> _Task directions_
List each line of the data that holds the string "NotFound".

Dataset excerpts
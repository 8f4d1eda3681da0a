//! Attachment API collaborator
//!
//! The pipeline talks to the portal only through [`AttachmentApi`].
//! `mp-client` provides the HTTP implementation; [`MemoryAttachmentApi`]
//! keeps everything in process and records every call for tests and
//! offline runs.

use std::collections::{BTreeMap, HashMap};
use std::sync::atomic::{AtomicU64, AtomicUsize, Ordering};
use std::time::Duration;

use async_trait::async_trait;
use bytes::Bytes;
use chrono::Utc;
use mp_core::{PortalError, PortalResult};
use parking_lot::Mutex;
use tokio::sync::RwLock;

use crate::model::{Attachment, AttachmentKind, CreateAttachmentRequest, StationCategory, UploadedBy};

/// Attachment endpoints of the portal, scoped by work order
#[async_trait]
pub trait AttachmentApi: Send + Sync {
    /// Full snapshot of a work order's attachments
    async fn list_attachments(&self, work_order_id: &str) -> PortalResult<Vec<Attachment>>;

    /// Upload one file with its station, kind and identifier
    async fn create_attachment(
        &self,
        work_order_id: &str,
        request: CreateAttachmentRequest,
    ) -> PortalResult<Attachment>;

    /// Delete by server-side filename
    async fn delete_attachment(&self, work_order_id: &str, filename: &str) -> PortalResult<()>;

    /// Fetch the stored bytes
    async fn download_attachment(&self, work_order_id: &str, filename: &str)
        -> PortalResult<Bytes>;
}

/// One recorded interaction with [`MemoryAttachmentApi`]
#[derive(Debug, Clone, PartialEq, Eq)]
pub enum ApiCall {
    List {
        work_order_id: String,
    },
    CreateStarted {
        work_order_id: String,
        original_name: String,
        category: StationCategory,
        kind: AttachmentKind,
        cam_number: String,
    },
    CreateSettled {
        original_name: String,
        succeeded: bool,
    },
    Delete {
        work_order_id: String,
        filename: String,
    },
    Download {
        work_order_id: String,
        filename: String,
    },
}

#[derive(Debug, Default)]
struct FailurePlan {
    create: HashMap<String, String>,
    delete: Option<String>,
    list: Option<String>,
}

/// In-memory attachment API for testing and offline use
pub struct MemoryAttachmentApi {
    attachments: RwLock<BTreeMap<String, Vec<(Attachment, Bytes)>>>,
    calls: Mutex<Vec<ApiCall>>,
    failures: Mutex<FailurePlan>,
    latency: Duration,
    next_id: AtomicU64,
    in_flight: AtomicUsize,
    max_in_flight: AtomicUsize,
}

impl Default for MemoryAttachmentApi {
    fn default() -> Self {
        Self::new()
    }
}

impl MemoryAttachmentApi {
    pub fn new() -> Self {
        Self {
            attachments: RwLock::new(BTreeMap::new()),
            calls: Mutex::new(Vec::new()),
            failures: Mutex::new(FailurePlan::default()),
            latency: Duration::ZERO,
            next_id: AtomicU64::new(1),
            in_flight: AtomicUsize::new(0),
            max_in_flight: AtomicUsize::new(0),
        }
    }

    /// Delay every create call, so overlapping requests would be observable.
    pub fn with_latency(mut self, latency: Duration) -> Self {
        self.latency = latency;
        self
    }

    /// Seed an existing attachment.
    pub async fn insert(&self, work_order_id: &str, attachment: Attachment, data: Bytes) {
        let mut attachments = self.attachments.write().await;
        attachments
            .entry(work_order_id.to_string())
            .or_default()
            .push((attachment, data));
    }

    /// Make creates of `original_name` fail with `message`.
    pub fn fail_create(&self, original_name: impl Into<String>, message: impl Into<String>) {
        self.failures
            .lock()
            .create
            .insert(original_name.into(), message.into());
    }

    pub fn fail_delete(&self, message: impl Into<String>) {
        self.failures.lock().delete = Some(message.into());
    }

    pub fn fail_list(&self, message: impl Into<String>) {
        self.failures.lock().list = Some(message.into());
    }

    pub fn clear_failures(&self) {
        *self.failures.lock() = FailurePlan::default();
    }

    pub fn calls(&self) -> Vec<ApiCall> {
        self.calls.lock().clone()
    }

    /// Recorded calls that change server state, in order.
    pub fn mutations(&self) -> Vec<ApiCall> {
        self.calls
            .lock()
            .iter()
            .filter(|c| matches!(c, ApiCall::CreateStarted { .. } | ApiCall::Delete { .. }))
            .cloned()
            .collect()
    }

    /// Highest number of create requests that were ever in flight together.
    pub fn max_concurrent_creates(&self) -> usize {
        self.max_in_flight.load(Ordering::SeqCst)
    }

    fn record(&self, call: ApiCall) {
        self.calls.lock().push(call);
    }
}

#[async_trait]
impl AttachmentApi for MemoryAttachmentApi {
    async fn list_attachments(&self, work_order_id: &str) -> PortalResult<Vec<Attachment>> {
        self.record(ApiCall::List {
            work_order_id: work_order_id.to_string(),
        });
        if let Some(message) = self.failures.lock().list.clone() {
            return Err(PortalError::from_status(500, message));
        }

        let attachments = self.attachments.read().await;
        Ok(attachments
            .get(work_order_id)
            .map(|entries| entries.iter().map(|(a, _)| a.clone()).collect())
            .unwrap_or_default())
    }

    async fn create_attachment(
        &self,
        work_order_id: &str,
        request: CreateAttachmentRequest,
    ) -> PortalResult<Attachment> {
        let original_name = request.file.name().to_string();
        self.record(ApiCall::CreateStarted {
            work_order_id: work_order_id.to_string(),
            original_name: original_name.clone(),
            category: request.category.clone(),
            kind: request.kind.clone(),
            cam_number: request.cam_number.clone(),
        });

        let now_in_flight = self.in_flight.fetch_add(1, Ordering::SeqCst) + 1;
        self.max_in_flight.fetch_max(now_in_flight, Ordering::SeqCst);

        if !self.latency.is_zero() {
            tokio::time::sleep(self.latency).await;
        }

        let result = self.store_upload(work_order_id, request).await;

        self.in_flight.fetch_sub(1, Ordering::SeqCst);
        self.record(ApiCall::CreateSettled {
            original_name,
            succeeded: result.is_ok(),
        });
        result
    }

    async fn delete_attachment(&self, work_order_id: &str, filename: &str) -> PortalResult<()> {
        self.record(ApiCall::Delete {
            work_order_id: work_order_id.to_string(),
            filename: filename.to_string(),
        });
        if let Some(message) = self.failures.lock().delete.clone() {
            return Err(PortalError::from_status(500, message));
        }

        let mut attachments = self.attachments.write().await;
        let entries = attachments
            .get_mut(work_order_id)
            .ok_or_else(|| PortalError::NotFound {
                entity: "work order",
                field: "id",
                value: work_order_id.to_string(),
            })?;
        let before = entries.len();
        entries.retain(|(a, _)| a.filename != filename);

        if entries.len() == before {
            return Err(PortalError::NotFound {
                entity: "attachment",
                field: "filename",
                value: filename.to_string(),
            });
        }
        Ok(())
    }

    async fn download_attachment(
        &self,
        work_order_id: &str,
        filename: &str,
    ) -> PortalResult<Bytes> {
        self.record(ApiCall::Download {
            work_order_id: work_order_id.to_string(),
            filename: filename.to_string(),
        });

        let attachments = self.attachments.read().await;
        attachments
            .get(work_order_id)
            .and_then(|entries| entries.iter().find(|(a, _)| a.filename == filename))
            .map(|(_, data)| data.clone())
            .ok_or_else(|| PortalError::NotFound {
                entity: "attachment",
                field: "filename",
                value: filename.to_string(),
            })
    }
}

impl MemoryAttachmentApi {
    async fn store_upload(
        &self,
        work_order_id: &str,
        request: CreateAttachmentRequest,
    ) -> PortalResult<Attachment> {
        let injected = self.failures.lock().create.get(request.file.name()).cloned();
        if let Some(message) = injected {
            return Err(PortalError::from_status(500, message));
        }

        let data = request
            .file
            .read()
            .await
            .map_err(|e| PortalError::Internal(format!("failed to read file: {}", e)))?;

        let id = self.next_id.fetch_add(1, Ordering::SeqCst);
        let attachment = Attachment {
            filename: format!("{}-{}", id, request.file.name()),
            original_name: request.file.name().to_string(),
            category: request.category,
            kind: request.kind,
            size: data.len() as u64,
            uploaded_at: Utc::now(),
            uploaded_by: UploadedBy::Name("memory".to_string()),
            cam_number: Some(request.cam_number),
            description: None,
            approved_at: None,
            rejection_reason: None,
        };

        let mut attachments = self.attachments.write().await;
        attachments
            .entry(work_order_id.to_string())
            .or_default()
            .push((attachment.clone(), data));

        Ok(attachment)
    }
}

#[cfg(test)]
mod tests {
    use super::*;
    use crate::model::UploadFile;

    fn request(name: &str) -> CreateAttachmentRequest {
        CreateAttachmentRequest {
            file: UploadFile::from_bytes(name.to_string(), &b"G04*"[..]),
            category: StationCategory::Intake,
            kind: AttachmentKind::Gerber,
            cam_number: "CAM-1".to_string(),
        }
    }

    #[tokio::test]
    async fn test_create_list_delete() {
        let api = MemoryAttachmentApi::new();

        let created = api.create_attachment("wo-1", request("a.gbr")).await.unwrap();
        assert_eq!(created.original_name, "a.gbr");
        assert_eq!(created.size, 4);
        assert_eq!(created.cam_number.as_deref(), Some("CAM-1"));

        let listed = api.list_attachments("wo-1").await.unwrap();
        assert_eq!(listed, vec![created.clone()]);
        assert!(api.list_attachments("wo-2").await.unwrap().is_empty());

        let data = api
            .download_attachment("wo-1", &created.filename)
            .await
            .unwrap();
        assert_eq!(data, Bytes::from_static(b"G04*"));

        api.delete_attachment("wo-1", &created.filename).await.unwrap();
        assert!(api.list_attachments("wo-1").await.unwrap().is_empty());

        let again = api.delete_attachment("wo-1", &created.filename).await;
        assert!(matches!(again, Err(PortalError::NotFound { .. })));
    }

    #[tokio::test]
    async fn test_delete_from_unknown_work_order() {
        let api = MemoryAttachmentApi::new();

        let err = api.delete_attachment("wo-9", "a.gbr").await.unwrap_err();
        assert!(matches!(
            err,
            PortalError::NotFound { entity: "work order", .. }
        ));
        assert!(api.attachments.read().await.is_empty());
    }

    #[tokio::test]
    async fn test_injected_failures() {
        let api = MemoryAttachmentApi::new();
        api.fail_create("bad.gbr", "Disk full");
        api.fail_list("List unavailable");

        let err = api
            .create_attachment("wo-1", request("bad.gbr"))
            .await
            .unwrap_err();
        assert_eq!(err.user_message(), "Disk full");
        assert!(api.list_attachments("wo-1").await.is_err());

        api.clear_failures();
        assert!(api.list_attachments("wo-1").await.unwrap().is_empty());

        assert_eq!(
            api.calls()[1],
            ApiCall::CreateSettled {
                original_name: "bad.gbr".to_string(),
                succeeded: false
            }
        );
    }
}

> _Worked solution_
            .ok_or_else(|| PortalError::NotFound {
            return Err(PortalError::NotFound {
            .ok_or_else(|| PortalError::NotFound {
        assert!(matches!(again, Err(PortalError::NotFound { .. })));
            PortalError::NotFound { entity: "work order", .. }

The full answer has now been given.